* _Task directions_:
Copy out each line containing "StreamWriter" from the entries below.

* _Saved data entries_:
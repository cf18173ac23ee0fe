use std::net::IpAddr;
use std::path::Path;
use std::sync::Arc;

use orbital_models::Coordinates;

use crate::range_table::RangeTableGeolocator;

/// Maps a source address to a map position.
///
/// Lookups are local and bounded; `None` means the address is unknown.
pub trait Geolocator: Send + Sync {
    fn lookup(&self, address: IpAddr) -> Option<Coordinates>;
}

/// Used when no dataset is available: every address is unknown.
#[derive(Debug, Default, Clone, Copy)]
pub struct DisabledGeolocator;

impl Geolocator for DisabledGeolocator {
    fn lookup(&self, _address: IpAddr) -> Option<Coordinates> {
        None
    }
}

/// Load the dataset at `path`, falling back to [`DisabledGeolocator`] when
/// no path is configured or the dataset cannot be read.
pub fn load_geolocator(path: Option<&Path>) -> Arc<dyn Geolocator> {
    let Some(path) = path else {
        tracing::info!("No geolocation dataset configured, address-keyed datagrams will be dropped");
        return Arc::new(DisabledGeolocator);
    };

    match RangeTableGeolocator::open(path) {
        Ok(table) => {
            tracing::info!(path = %path.display(), ranges = table.len(), "Loaded geolocation dataset");
            Arc::new(table)
        }
        Err(e) => {
            tracing::warn!(
                path = %path.display(),
                error = %e,
                "Unable to load geolocation dataset, address-keyed datagrams will be dropped"
            );
            Arc::new(DisabledGeolocator)
        }
    }
}
use std::net::SocketAddr;

use axum::{
    body::Body,
    extract::{ConnectInfo, State},
    http::{header::ORIGIN, HeaderMap, HeaderValue, StatusCode},
    response::Response,
};
use orbital_stream::{preamble_headers, StreamWriter};

use crate::routes::AppState;

/// `GET /stream`: register a subscriber and stream its events until the
/// peer goes away or the server shuts down.
pub async fn stream_events(
    State(state): State<AppState>,
    connect_info: Option<ConnectInfo<SocketAddr>>,
    headers: HeaderMap,
) -> Response {
    let remote_addr = connect_info.map(|ConnectInfo(addr)| addr);
    let origin = headers.get(ORIGIN).and_then(|value| value.to_str().ok());

    let subscription = state.hub.subscribe(remote_addr);
    let mut writer = StreamWriter::new(subscription, state.shutdown.clone());
    if let Some(interval) = state.keep_alive {
        writer = writer.with_keep_alive(interval);
    }

    let mut response = Response::new(Body::from_stream(writer.into_stream()));
    *response.status_mut() = StatusCode::OK;

    let response_headers = response.headers_mut();
    for (name, value) in preamble_headers(origin) {
        match HeaderValue::from_str(&value) {
            Ok(value) => {
                response_headers.insert(name, value);
            }
            Err(_) => tracing::debug!(header = name, "Skipping unrepresentable header value"),
        }
    }

    response
}
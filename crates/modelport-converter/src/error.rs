//! Error type for batch conversion.
//!
//! Host, discovery and filesystem failures are consolidated into
//! `ConversionError`, which maps onto `modelport_core::AppError`.

use std::path::PathBuf;

use modelport_core::error::{AppError, ErrorKind};
use thiserror::Error;

use crate::discovery::DiscoveryError;
use crate::host::HostError;

/// Unified error type for batch conversion operations.
#[derive(Debug, Error)]
pub enum ConversionError {
    /// The target format token was empty.
    #[error("Target format must not be empty")]
    EmptyTargetFormat,

    /// The source directory does not exist.
    #[error("Source directory not found: {path}")]
    DirectoryNotFound {
        /// The directory that was requested.
        path: PathBuf,
    },

    /// The source path exists but is not a directory.
    #[error("Not a directory: {path}")]
    NotADirectory {
        /// The offending path.
        path: PathBuf,
    },

    /// Opening or exporting one entry failed in the host.
    #[error("Failed to convert '{entry}': {source}")]
    Host {
        /// Source file name of the entry.
        entry: String,
        /// The host failure.
        #[source]
        source: HostError,
    },

    /// The host executable could not be located.
    #[error(transparent)]
    Discovery(#[from] DiscoveryError),

    /// IO error.
    #[error("IO error: {0}")]
    Io(#[from] std::io::Error),
}

impl ConversionError {
    /// Wrap a host failure with the entry it happened on.
    pub fn host(entry: impl Into<String>, source: HostError) -> Self {
        Self::Host {
            entry: entry.into(),
            source,
        }
    }
}

impl From<ConversionError> for AppError {
    fn from(err: ConversionError) -> Self {
        let kind = match &err {
            ConversionError::EmptyTargetFormat => ErrorKind::Validation,
            ConversionError::DirectoryNotFound { .. } => ErrorKind::NotFound,
            ConversionError::NotADirectory { .. } => ErrorKind::Validation,
            ConversionError::Host { .. } => ErrorKind::ExternalHost,
            ConversionError::Discovery(_) => ErrorKind::NotFound,
            ConversionError::Io(_) => ErrorKind::Io,
        };
        AppError::with_source(kind, err.to_string(), err)
    }
}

* _Reply to the task_:
use orbital_stream::{preamble_headers, StreamWriter};
    let mut writer = StreamWriter::new(subscription, state.shutdown.clone());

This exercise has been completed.